In July 1518, residents of the city of Strasbourg (then part of the Holy Roman Empire) were struck by a sudden and seemingly uncontrollable urge to dance. The hysteria kicked off when a woman known as Frau Troffea stepped into the street and began to silently twist, twirl and shake. She kept up her solo dance-a-thon for nearly a week, and before long, some three-dozen other Strasbourgeois had joined in. By August, the dancing epidemic had claimed as many as 400 victims. With no other explanation for the phenomenon, local physicians blamed it on “hot blood” and suggested the afflicted simply gyrate the fever away. A stage was constructed and professional dancers were brought in. The town even hired a band to provide backing music, but it wasn’t long before the marathon started to take its toll. Many dancers collapsed from sheer exhaustion. Some even died from strokes and heart attacks. The strange episode didn’t end until September, when the dancers were whisked away to a mountaintop shrine to pray for absolution.
The Strasbourg dancing plague might sound like the stuff of legend, but it’s well documented in 16th century historical records. It’s also not the only known incident of its kind. Similar manias took place in Switzerland, Germany and Holland, though few were as large—or deadly—as the one triggered in 1518.

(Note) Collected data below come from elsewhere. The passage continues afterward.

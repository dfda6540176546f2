use crate::consts;
use ratatui::{
    buffer::Buffer,
    layout::{Constraint, Flex, Layout, Rect},
    style::Style,
    text::{Line, Span, Text},
    widgets::Widget,
};

#[derive(Clone, Copy, Debug, Eq, PartialEq)]
pub(super) struct Logo;

impl Logo {
    const WRAP_WIDTH: u16 = 16;
    const SNAKE_WIDTH: u16 = 20;
    const SNAKE_BODY_LENGTH: u16 = 12;
    const SNAKE_FOOD_GUTTER: u16 = 2;
    const TEXT_HEIGHT: u16 = 3;
    pub(super) const HEIGHT: u16 = Self::TEXT_HEIGHT + 2;
    pub(super) const WIDTH: u16 = Self::WRAP_WIDTH + Self::SNAKE_WIDTH;

    const WRAP: [&'static str; Self::TEXT_HEIGHT as usize] = [
        "╻ ╻ ┏━┓ ┏━┓ ┏━┓ ",
        "┃╻┃ ┣┳┛ ┣━┫ ┣━┛ ",
        "┗┻┛ ╹┗╸ ╹ ╹ ╹   ",
    ];

    const SNAKE: [&'static str; Self::TEXT_HEIGHT as usize] = [
        "┏━┓ ┏┓╻ ┏━┓ ╻┏  ┏━╸ ",
        "┗━┓ ┃┗┫ ┣━┫ ┣┻┓ ┣╸  ",
        "┗━┛ ╹ ╹ ╹ ╹ ╹ ╹ ┗━╸ ",
    ];
}

impl Widget for Logo {
    fn render(self, area: Rect, buf: &mut Buffer) {
        let [area] = Layout::horizontal([Self::WIDTH])
            .flex(Flex::Start)
            .areas(area);
        let [words_area, diagram_area] = Layout::vertical([Self::TEXT_HEIGHT, 1])
            .flex(Flex::Start)
            .spacing(1)
            .areas(area);
        let [wrap_area, snake_area] = Layout::horizontal([Self::WRAP_WIDTH, Self::SNAKE_WIDTH])
            .flex(Flex::Start)
            .areas(words_area);
        Text::from_iter(Self::WRAP)
            .style(consts::FOOD_STYLE)
            .render(wrap_area, buf);
        Text::from_iter(Self::SNAKE)
            .style(consts::SNAKE_HEAD_STYLE)
            .render(snake_area, buf);
        let [body_area, head_area, _, food_area] = Layout::horizontal([
            Constraint::Length(Self::SNAKE_BODY_LENGTH),
            Constraint::Length(1),
            Constraint::Length(Self::SNAKE_FOOD_GUTTER),
            Constraint::Length(1),
        ])
        .flex(Flex::Center)
        .areas(diagram_area);
        fill(buf, body_area, consts::SNAKE_BODY_SYMBOL, consts::SNAKE_BODY_STYLE);
        fill(buf, head_area, consts::SNAKE_HEAD_SYMBOL, consts::SNAKE_HEAD_STYLE);
        fill(buf, food_area, consts::FOOD_SYMBOL, consts::FOOD_STYLE);
    }
}

fn fill(buf: &mut Buffer, area: Rect, symbol: char, style: Style) {
    for p in area.positions() {
        if let Some(cell) = buf.cell_mut(p) {
            cell.set_char(symbol);
            cell.set_style(style);
        }
    }
}

#[derive(Clone, Copy, Debug, Eq, PartialEq)]
pub(super) struct Instructions;

impl Instructions {
    pub(super) const HEIGHT: u16 = 6;
    pub(super) const WIDTH: u16 = 20;
}

impl Widget for Instructions {
    fn render(self, area: Rect, buf: &mut Buffer) {
        let text = Text::from_iter([
            Line::from("Move the snake with:"),
            keys_line("       ", ["←", "↓", "↑", "→"]),
            keys_line("   or: ", ["a", "s", "w", "d"]),
            keys_line("   or: ", ["h", "j", "k", "l"]),
            Line::from("Eat the food, but"),
            Line::from("don't bite yourself!"),
        ]);
        debug_assert_eq!(
            text.height(),
            usize::from(Self::HEIGHT),
            "Instructions::HEIGHT is wrong"
        );
        debug_assert_eq!(
            text.width(),
            usize::from(Self::WIDTH),
            "Instructions::WIDTH is wrong"
        );
        text.render(area, buf);
    }
}

fn keys_line(lead: &'static str, keys: [&'static str; 4]) -> Line<'static> {
    let mut line = Line::from(lead);
    for (i, k) in keys.into_iter().enumerate() {
        if i > 0 {
            line.push_span(" ");
        }
        line.push_span(Span::styled(k, consts::KEY_STYLE));
    }
    line
}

What could have led people to dance themselves to death? According to historian John Waller, the explanation most likely concerns St. Vitus, a Catholic saint who pious 16th century Europeans believed had the power to curse people with a dancing plague. When combined with the horrors of disease and famine, both of which were tearing through Strasbourg in 1518, the St. Vitus superstition may have triggered a stress-induced hysteria that took hold of much of the city. Other theories have suggested the dancers were members of a religious cult, or even that they accidentally ingested ergot, a toxic mold that grows on damp rye and produces spasms and hallucinations.